When confronted by an angry crowd of 300 protestors waving a Viet Cong flag in his face, he became so angry he chased a pack of them down an alleyway. It would never have occurred to them to actually stop and fight John Wayne.

And he was as tough as he looked.

His boozing buddy Ward Bond once teased Wayne that the big man couldn’t knock him out even if they were both standing on the same sheet of newspaper. Wayne agreed to the bet.

Ward Bond then laid down a newspaper in the doorway. When Wayne stepped on it, Bond shut the door and laughed on the other side. Wayne hauled off and punched right through the door, knocking Bond out cold and winning the bet.
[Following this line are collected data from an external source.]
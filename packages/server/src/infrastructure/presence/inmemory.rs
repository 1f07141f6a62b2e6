//! InMemory presence store.
//!
//! Records carry an expiry instant; expired records are treated as absent and pruned lazily
//! on listing. Uses `tokio::time::Instant` so paused-clock tests can drive expiry.

use std::{collections::HashMap, time::Duration};

use async_trait::async_trait;
use tokio::{sync::Mutex, time::Instant};

use crate::domain::{PresenceError, PresenceStatus, PresenceStore, UserId};

#[derive(Debug, Clone, Copy)]
struct PresenceRecord {
    status: PresenceStatus,
    expires_at: Instant,
}

/// In-memory presence store with per-record TTL.
pub struct InMemoryPresenceStore {
    ttl: Duration,
    records: Mutex<HashMap<UserId, PresenceRecord>>,
}

impl InMemoryPresenceStore {
    pub fn new(ttl: Duration) -> Self {
        Self {
            ttl,
            records: Mutex::new(HashMap::new()),
        }
    }

    async fn write(&self, user_id: &UserId, status: PresenceStatus) {
        let record = PresenceRecord {
            status,
            expires_at: Instant::now() + self.ttl,
        };
        self.records.lock().await.insert(user_id.clone(), record);
        tracing::debug!(user_id = %user_id, status = %status, "Presence record written");
    }
}

#[async_trait]
impl PresenceStore for InMemoryPresenceStore {
    async fn set_online(&self, user_id: &UserId) -> Result<(), PresenceError> {
        self.write(user_id, PresenceStatus::Online).await;
        Ok(())
    }

    async fn set_offline(&self, user_id: &UserId) -> Result<(), PresenceError> {
        self.write(user_id, PresenceStatus::Offline).await;
        Ok(())
    }

    async fn get_status(&self, user_id: &UserId) -> Result<PresenceStatus, PresenceError> {
        let records = self.records.lock().await;
        let now = Instant::now();
        Ok(records
            .get(user_id)
            .filter(|record| record.expires_at > now)
            .map(|record| record.status)
            .unwrap_or(PresenceStatus::Offline))
    }

    async fn get_all_statuses(&self) -> Result<HashMap<UserId, PresenceStatus>, PresenceError> {
        let mut records = self.records.lock().await;
        let now = Instant::now();
        records.retain(|_, record| record.expires_at > now);
        Ok(records
            .iter()
            .map(|(user_id, record)| (user_id.clone(), record.status))
            .collect())
    }
}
He also was given the Harvard students’ Brass Balls Award. And to their shock showed up to collect it, riding atop an armoured personnel carrier, amiably dodging the fruit and garbage thrown at him.

He strode out to the podium to face an auditorium of enraged students protesting the war by asking derogatory questions. He answered them with so much wit and aplomb that they ended up applauding him as he left.

John Wayne was very aware of his image, not only how to manipulate it, but how to regard it.

When he was asked to play a role in Blazing Saddles, he replied: “I can’t be in this picture, it’s too dirty … but I’ll be the first in line to see it.”

After winning the Oscar for playing the one-eyed Rooster Cogburn in True Grit, he quipped: “If I’d have known this was all it would take I would have put the eye-patch on 40 years ago.”

Women often walk out of the room when his films are on television. Maybe because he once said: “Women have the right to work wherever they want, as long as they have the dinner ready when you get home.”

Despite spending his life opposing communism, he could also outrageously declare about the confiscation of native land: “There were great numbers of people who needed new land, and the Indians were selfishly trying to keep it for themselves.”

He helped America view the world in black and white in an age where all its tomorrows have become shaded by its misbehaviour as a nation.

But then this complex legend had more nuance than he’d ever admit.

In his last years he was at the side of Jimmy Carter, America’s most radical democratic president since Roosevelt, and supported the Panamanians’ right to self-government.

His gravestone was marked with this moving remark from an interview: “Tomorrow is the most important thing in life. Comes into us at midnight very clean. It’s perfect when it arrives and it puts itself in our hands. It hopes we’ve learned something from yesterday.”

John Wayne was born 100 years ago into a world he thought was black and white, where chivalry and honour and “manhood” mattered the most.